> _Source material_
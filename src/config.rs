//! Configuration constants and port resolution.
//!
//! The service is configured entirely through the `PORT` environment variable
//! (optionally overridden on the command line). Everything else is a constant.

/// Service name used in the identity payload and as the access-log prefix.
pub const SERVICE_NAME: &str = "python-api";

/// Default TCP port when `PORT` is unset or not a valid integer.
pub const DEFAULT_PORT: u16 = 5100;

/// Environment variable holding the TCP port.
pub const PORT_ENV_VAR: &str = "PORT";

/// Default log filter when RUST_LOG is not set
pub const DEFAULT_LOG_FILTER: &str = "python_api=info";

/// Resolve the listen port with priority: CLI flag > `PORT` env > default.
///
/// A `PORT` value that does not parse as a `u16` falls back to the default
/// rather than aborting startup; a warning is logged so the misconfiguration
/// is visible.
pub fn resolve_port(cli: Option<u16>, env: Option<&str>) -> u16 {
    if let Some(port) = cli {
        return port;
    }

    match env {
        Some(raw) => match raw.parse::<u16>() {
            Ok(port) => port,
            Err(_) => {
                tracing::warn!(
                    value = %raw,
                    default = DEFAULT_PORT,
                    "PORT is not a valid port number, using default"
                );
                DEFAULT_PORT
            }
        },
        None => DEFAULT_PORT,
    }
}

#[cfg(test)]
mod tests {
    use super::*;

    #[test]
    fn unset_env_uses_default() {
        assert_eq!(resolve_port(None, None), DEFAULT_PORT);
    }

    #[test]
    fn env_value_is_used() {
        assert_eq!(resolve_port(None, Some("8080")), 8080);
    }

    #[test]
    fn unparsable_env_falls_back_to_default() {
        assert_eq!(resolve_port(None, Some("not-a-port")), DEFAULT_PORT);
        assert_eq!(resolve_port(None, Some("")), DEFAULT_PORT);
        assert_eq!(resolve_port(None, Some("70000")), DEFAULT_PORT);
    }

    #[test]
    fn cli_flag_overrides_env() {
        assert_eq!(resolve_port(Some(9000), Some("8080")), 9000);
        assert_eq!(resolve_port(Some(9000), None), 9000);
    }
}
//! Access-log middleware for correlating logs with requests.
//!
//! Generates a UUID v4 for each incoming request and creates a tracing span
//! that wraps the entire request lifecycle. After the handler runs, one
//! access-log line per request is printed to stdout with the service prefix,
//! which is the format orchestrators scraping process output expect.

use std::time::Instant;

use axum::{extract::Request, middleware::Next, response::Response};
use tracing::Instrument;
use uuid::Uuid;

use crate::config::SERVICE_NAME;

/// Extension type for accessing request ID in handlers if needed.
#[derive(Clone, Debug)]
pub struct RequestId(pub Uuid);

/// Middleware that generates a request ID, creates a request span, and prints
/// the access-log line.
///
/// This should be the outermost middleware layer so the span wraps
/// all request processing, including other middleware and handlers.
pub async fn access_log_layer(request: Request, next: Next) -> Response {
    let request_id = Uuid::new_v4();
    let method = request.method().clone();
    let path = request.uri().path().to_string();

    let span = tracing::info_span!(
        "request",
        request_id = %request_id,
        method = %method,
        path = %path,
    );

    let start = Instant::now();

    let mut request = request;
    request.extensions_mut().insert(RequestId(request_id));

    async move {
        let response = next.run(request).await;
        let status = response.status().as_u16();
        let duration_ms = start.elapsed().as_millis() as u64;

        // Stdout access line is part of the service contract; tracing events
        // carry the structured variant for anyone raising the log filter.
        println!("[{SERVICE_NAME}] {method} {path} {status} {duration_ms}ms");
        tracing::debug!(status, duration_ms, "Request completed");

        response
    }
    .instrument(span)
    .await
}
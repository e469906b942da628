//! python-api: a minimal HTTP service stub for orchestration demos.
//!
//! This is the application entry point. It initializes tracing, resolves the
//! listen port from the `PORT` environment variable, sets up the Axum router
//! with all routes, and starts the HTTP server.

use std::net::SocketAddr;

use clap::Parser;
use tracing_subscriber::{layer::SubscriberExt, util::SubscriberInitExt};

use python_api::config::{self, DEFAULT_LOG_FILTER, PORT_ENV_VAR};
use python_api::routes::create_router;

/// python-api: health and identity endpoints over plain HTTP
#[derive(Parser, Debug)]
#[command(name = "python-api", version, about)]
struct Args {
    /// Listen port (overrides the PORT environment variable)
    #[arg(short, long)]
    port: Option<u16>,

    /// Log level filter (e.g., "python_api=debug")
    #[arg(short, long)]
    log_level: Option<String>,
}

#[tokio::main]
async fn main() -> Result<(), Box<dyn std::error::Error>> {
    let args = Args::parse();

    // Initialize tracing with priority: CLI > env > default
    let log_filter = args
        .log_level
        .or_else(|| std::env::var("RUST_LOG").ok())
        .unwrap_or_else(|| DEFAULT_LOG_FILTER.to_string());

    tracing_subscriber::registry()
        .with(tracing_subscriber::EnvFilter::new(&log_filter))
        .with(tracing_subscriber::fmt::layer())
        .init();

    // Resolve port: CLI > PORT env > default
    let port_env = std::env::var(PORT_ENV_VAR).ok();
    let port = config::resolve_port(args.port, port_env.as_deref());

    let app = create_router();

    let addr = SocketAddr::from(([0, 0, 0, 0], port));
    let listener = tokio::net::TcpListener::bind(addr).await?;

    // Startup banner on stdout is part of the service contract.
    println!("Python API listening on port {port}");
    tracing::info!(%addr, "Starting server");

    axum::serve(listener, app).await?;

    Ok(())
}
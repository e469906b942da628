//! Service identity endpoint.

use axum::Json;
use serde::Serialize;

use crate::config::SERVICE_NAME;

/// Body of the identity response. Field order matters: consumers of the demo
/// compare raw bytes, so `service` must serialize before `status`.
#[derive(Debug, Serialize)]
pub struct ServiceIdentity {
    service: &'static str,
    status: &'static str,
}

/// Root handler reporting which service this is and that it is running.
pub async fn identity() -> Json<ServiceIdentity> {
    Json(ServiceIdentity {
        service: SERVICE_NAME,
        status: "running",
    })
}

> _What you will do_
The answer is a number only: how many lines of the data above include "tokio"?

> _Result of the exercise_
2